First, says Barnes, we can't change biology, or human bodies that contain both testosterone and estrogen, or that some athletes naturally have more of one or the other — all of which factor into the debate. We shouldn't forget that women can and do compete with men in some sports, and they sometimes win. We shouldn't allow overinflated numbers of Trans athletes to stand, and we shouldn't ignore the presence of Transgender men in sports.

Katie Barnes — Photo courtesy of the author  

What we should do, Barnes says, is to "write a new story.
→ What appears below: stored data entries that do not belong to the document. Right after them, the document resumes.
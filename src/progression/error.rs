use thiserror::Error;
use uuid::Uuid;

/// Why a completion was refused or failed.
///
/// Everything except `Store` is an expected, caller-facing condition.
#[derive(Debug, Error)]
pub enum CompletionError {
    #[error("Task {0} not found")]
    TaskNotFound(Uuid),

    #[error("User {0} not found")]
    UserNotFound(Uuid),

    #[error("Task {0} has already been completed")]
    AlreadyCompleted(Uuid),

    #[error(transparent)]
    Store(anyhow::Error),
}

/// Failure reported by a store implementation.
#[derive(Debug, Error)]
pub enum StoreError {
    /// The store refused a second completion for the same task slot.
    #[error("duplicate completion for task {task_id}")]
    Duplicate { task_id: Uuid },

    #[error(transparent)]
    Backend(#[from] anyhow::Error),
}

impl From<StoreError> for CompletionError {
    fn from(e: StoreError) -> Self {
        match e {
            StoreError::Duplicate { task_id } => Self::AlreadyCompleted(task_id),
            StoreError::Backend(e) => Self::Store(e),
        }
    }
}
One that works better."

Here are two facts: Nobody likes change. And everybody has an opinion. Keep those two statements in mind when you read Fair Play. They'll keep you calm in this debate, as will Barnes' lack of flame-fanning.

As a sports fan, an athlete, and someone who's binary, Barnes is relatively even-keeled in this book, which is a breath of fresh air for a topic that's generally ferociously contentious. There's a good balance of science and social commentary here, and the many, many stories that Barnes shares are entertaining and informative, as well as illustrative. Readers will come away with a good understanding of where the debate lies.

But will this book make a difference?

Maybe. Much will depend on who reads and absorbs it. Barnes offers plenty to ponder but alas, you can lead a homophobic horse to water but you can't make it think. Still, if you've got skin in this particular bunch of games, find Fair Play and jump on it.